May 4, 2017; Washington Post

Black Lives Matter activists say the movement has entered a new phase where the strategic focus is policy change, particularly at the local level. The movement launched in 2012 after the death of Trayvon Martin in Florida as an ideological and political intervention to affirm the lives of Black people. Today, five years later, according to a Washington Post article last week, “The issue that galvanized the movement hasn’t subsided. So far this year, police have shot and killed 23 unarmed people, a higher rate than in 2016, when 48 unarmed people were killed all year. Both years, about one in three of those people has been black.”

Trump’s unexpected victory brought with it an accompanying rise of binary thinking. In NPQ’s recent article, “How to Think Differently about Communication: Your Nonprofit’s Role in Reframing the Post-Election Discourse,” Nat Kendall-Taylor and Susan Nall Bales of the FrameWorks Institute write,

Rather than considering the important issues facing our nation and how a range of approaches might address them, the electoral discourse has narrowed into polarities… The 2016 election discourse pulled three important cultural models to the foreground of American thinking: self-makingness; separate fates; and business knows best.

According to the Post, the Trump administration is challenging the Black Lives Matter movement.

During Sessions’ Senate confirmation hearing in January, he described federal investigations into police departments as damaging to officer morale and implied that the Justice Department’s scrutiny of police work had contributed to officer deaths.

[…]

In April, Attorney General Jeff Sessions ordered Justice Department officials to review oversight agreements that the Obama administration put in place for police departments that showed wide racial disparities in policing practices.

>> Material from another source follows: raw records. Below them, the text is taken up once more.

//! Points service: the entry point command handlers talk to.
//!
//! Owns the registry, store, ledger, scheduler and conclusion engine and wires
//! them together. [`PointsService::start`] must finish before any proposal is
//! accepted so that polls that expired while the process was down are
//! resolved first.

use crate::config::BotConfig;
use crate::error::{BotError, FatalReporter, Result};
use crate::ledger::{PointsLedger, RankMarkers, rank, render_leaderboard};
use crate::platform::{DisplayNameResolver, NotificationSink, PollPoster, VoteTallySource};
use crate::polls::record::format_delta;
use crate::polls::{
    ConclusionEngine, ExpiryHandler, PollOutcome, PollRecord, PollRegistry, PollScheduler,
    PollStore, Recovery, RecoveryReport, VoteReactions,
};
use chrono::Utc;
use std::path::PathBuf;
use std::sync::Arc;
use std::time::Duration;
use tracing::info;

/// Longest accepted proposal reason, in characters.
pub const MAX_REASON_CHARS: usize = 300;

/// A request to open a poll.
#[derive(Debug, Clone, PartialEq, Eq)]
pub struct ProposalRequest {
    pub beneficiary_id: String,
    pub point_delta: i64,
    pub reason: String,
    pub creator_id: Option<String>,
    pub channel_id: String,
}

/// Settings the service needs, independent of where they came from.
#[derive(Debug, Clone)]
pub struct ServiceSettings {
    pub polls_path: PathBuf,
    pub ledger_path: PathBuf,
    pub poll_duration: Duration,
    pub reactions: VoteReactions,
    pub rank_markers: RankMarkers,
    pub leaderboard_size: usize,
    pub admin_user_ids: Vec<String>,
    /// Our own participant id, excluded from vote counts.
    pub self_id: Option<String>,
}

impl ServiceSettings {
    /// Derive settings from a validated config.
    ///
    /// # Errors
    /// Returns `BotError::Config` when the rank markers do not cover the
    /// leaderboard size.
    pub fn from_config(config: &BotConfig, self_id: Option<String>) -> Result<Self> {
        Ok(Self {
            polls_path: config.storage.polls_path(),
            ledger_path: config.storage.ledger_path(),
            poll_duration: config.polls.duration(),
            reactions: config.polls.vote_reactions(),
            rank_markers: config.leaderboard.rank_markers()?,
            leaderboard_size: config.leaderboard.size,
            admin_user_ids: config.commands.admin_user_ids.clone(),
            self_id,
        })
    }
}

/// Chat platform capabilities the service depends on.
pub trait ChatPlatform:
    VoteTallySource + NotificationSink + PollPoster + DisplayNameResolver + 'static
{
}

impl<T> ChatPlatform for T where
    T: VoteTallySource + NotificationSink + PollPoster + DisplayNameResolver + 'static
{
}

/// Poll and ledger operations exposed to command handlers.
pub struct PointsService {
    registry: PollRegistry,
    store: PollStore,
    ledger: PointsLedger,
    scheduler: PollScheduler,
    engine: Arc<ConclusionEngine>,
    poster: Arc<dyn PollPoster>,
    names: Arc<dyn DisplayNameResolver>,
    settings: ServiceSettings,
}

impl PointsService {
    /// Open persisted state and wire the components. Nothing is concluded
    /// or armed until [`start`](Self::start).
    ///
    /// # Errors
    /// Returns `BotError::Config` when the ledger file is unreadable or
    /// malformed.
    pub fn open<P: ChatPlatform>(
        settings: ServiceSettings,
        platform: Arc<P>,
        fatal: FatalReporter,
    ) -> Result<Self> {
        let registry = PollRegistry::new();
        let store = PollStore::new(settings.polls_path.clone());
        let ledger = PointsLedger::load(settings.ledger_path.clone())?;
        let scheduler = PollScheduler::new(fatal);

        let mut engine = ConclusionEngine::new(
            registry.clone(),
            store.clone(),
            ledger.clone(),
            platform.clone(),
            platform.clone(),
            settings.reactions.clone(),
        );
        if let Some(self_id) = &settings.self_id {
            engine = engine.with_self_id(self_id.clone());
        }

        Ok(Self {
            registry,
            store,
            ledger,
            scheduler,
            engine: Arc::new(engine),
            poster: platform.clone(),
            names: platform,
            settings,
        })
    }

    /// Recover persisted polls: conclude the expired ones, re-arm the rest.
    ///
    /// # Errors
    /// Propagates fatal store and ledger errors.
    pub async fn start(&self) -> Result<RecoveryReport> {
        Recovery {
            store: &self.store,
            registry: &self.registry,
            scheduler: &self.scheduler,
            engine: &self.engine,
        }
        .run_at(Utc::now())
        .await
    }

    /// Open a poll: post it, register it, persist it and arm its deadline.
    ///
    /// # Errors
    /// `InvalidProposal` for bad input, `Config` (fatal) when the poll
    /// duration cannot be added to the clock, `Platform` when the poll message
    /// cannot be posted, `Persistence` (fatal) when the store cannot be
    /// written.
    pub async fn propose(&self, request: ProposalRequest) -> Result<PollRecord> {
        let reason = validate_proposal(&request)?;

        let expires_at = chrono::Duration::from_std(self.settings.poll_duration)
            .ok()
            .and_then(|duration| Utc::now().checked_add_signed(duration))
            .ok_or_else(|| {
                BotError::Config(format!(
                    "poll duration of {}s is out of range",
                    self.settings.poll_duration.as_secs()
                ))
            })?;

        let text = format!(
            "{} proposes {} points for <@{}>: \"{reason}\"\nReact {} to approve or {} to reject. Voting closes <t:{}:R>.",
            request
                .creator_id
                .as_deref()
                .map(|id| format!("<@{id}>"))
                .unwrap_or_else(|| "Someone".to_owned()),
            format_delta(request.point_delta),
            request.beneficiary_id,
            self.settings.reactions.approve,
            self.settings.reactions.reject,
            expires_at.timestamp(),
        );
        let reactions = [
            self.settings.reactions.approve.as_str(),
            self.settings.reactions.reject.as_str(),
        ];
        let message_id = self
            .poster
            .post_poll(&request.channel_id, &text, &reactions)
            .await?;

        let record = PollRecord {
            message_id,
            channel_id: request.channel_id,
            beneficiary_id: request.beneficiary_id,
            creator_id: request.creator_id,
            point_delta: request.point_delta,
            reason,
            expires_at,
        };

        self.registry.register(record.clone());
        self.store.save(&self.registry)?;
        let handler: Arc<dyn ExpiryHandler> = self.engine.clone();
        self.scheduler.arm(&record, handler);

        info!(
            message_id = %record.message_id,
            beneficiary = %record.beneficiary_id,
            delta = record.point_delta,
            "poll opened"
        );
        Ok(record)
    }

    /// Conclude a poll before its deadline. Allowed for the poll's creator
    /// and configured admins.
    ///
    /// # Errors
    /// `PollNotFound` when the poll is not pending, `NotPermitted` for other
    /// requesters, `Persistence` (fatal) from the conclusion itself.
    pub async fn conclude_now(&self, message_id: &str, requester_id: &str) -> Result<PollOutcome> {
        let record = self
            .registry
            .lookup(message_id)
            .ok_or_else(|| BotError::PollNotFound(message_id.to_owned()))?;

        let is_creator = record.creator_id.as_deref() == Some(requester_id);
        let is_admin = self
            .settings
            .admin_user_ids
            .iter()
            .any(|id| id == requester_id);
        if !is_creator && !is_admin {
            return Err(BotError::NotPermitted(
                "only the poll's creator or an admin can close it early".to_owned(),
            ));
        }

        self.engine
            .conclude(message_id)
            .await?
            .ok_or_else(|| BotError::PollNotFound(message_id.to_owned()))
    }

    /// Rendered top-N leaderboard.
    pub async fn leaderboard(&self) -> String {
        // Rank everyone so rows skipped for unknown names are backfilled.
        let ranked = rank(self.ledger.balances());
        render_leaderboard(
            &ranked,
            self.settings.leaderboard_size,
            &self.settings.rank_markers,
            self.names.as_ref(),
        )
        .await
    }

    /// Current balance of one participant.
    #[must_use]
    pub fn balance(&self, participant_id: &str) -> i64 {
        self.ledger.balance(participant_id)
    }

    /// Pending polls, soonest deadline first.
    #[must_use]
    pub fn pending(&self) -> Vec<PollRecord> {
        self.registry.snapshot()
    }

    /// Stop all poll timers. Pending polls stay in the store.
    pub async fn shutdown(&self) {
        self.scheduler.shutdown().await;
        info!("{} polls left pending for next start", self.registry.len());
    }
}

fn validate_proposal(request: &ProposalRequest) -> Result<String> {
    if request.point_delta == 0 {
        return Err(BotError::InvalidProposal(
            "point change must not be zero".to_owned(),
        ));
    }
    if request.beneficiary_id.trim().is_empty() {
        return Err(BotError::InvalidProposal("no participant named".to_owned()));
    }
    if request.channel_id.trim().is_empty() {
        return Err(BotError::InvalidProposal("no channel for the poll".to_owned()));
    }
    let reason = request.reason.trim();
    if reason.is_empty() {
        return Err(BotError::InvalidProposal("a reason is required".to_owned()));
    }
    if reason.chars().count() > MAX_REASON_CHARS {
        return Err(BotError::InvalidProposal(format!(
            "reason is longer than {MAX_REASON_CHARS} characters"
        )));
    }
    Ok(reason.to_owned())
}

Since 2009, the agency has investigated 25 law enforcement agencies and entered monitoring and reform agreements with 14 of them.

Advocates suspect Sessions plans to walk away from the Obama administration’s efforts to reduce the number of people killed by police and contend with the disproportionate toll such shootings take on black and Latino Americans.

Pivoting to address this new narrative and reality, the young black activists of Black Lives Matter (BLM) and Movement for Black Lives (M4BL) have joined a new social change coalition called The Majority, a network of more than 50 groups, which brings “together activists, organizers, and groups with different missions—from the Fight for $15 to indigenous land rights.” A March article in the Nation announced that the new coalition “is challenging Trump’s agenda with a radical vision of their own.”

The Majority’s first campaign, Beyond the Moment, took place between April 4th and International Workers’ Day on May 1st with “a series of actions across the country aimed at raising awareness around issues including white supremacy, economic justice, reproductive justice, immigrant rights, LGBTQ rights, indigenous rights, and attacks on Muslim communities.”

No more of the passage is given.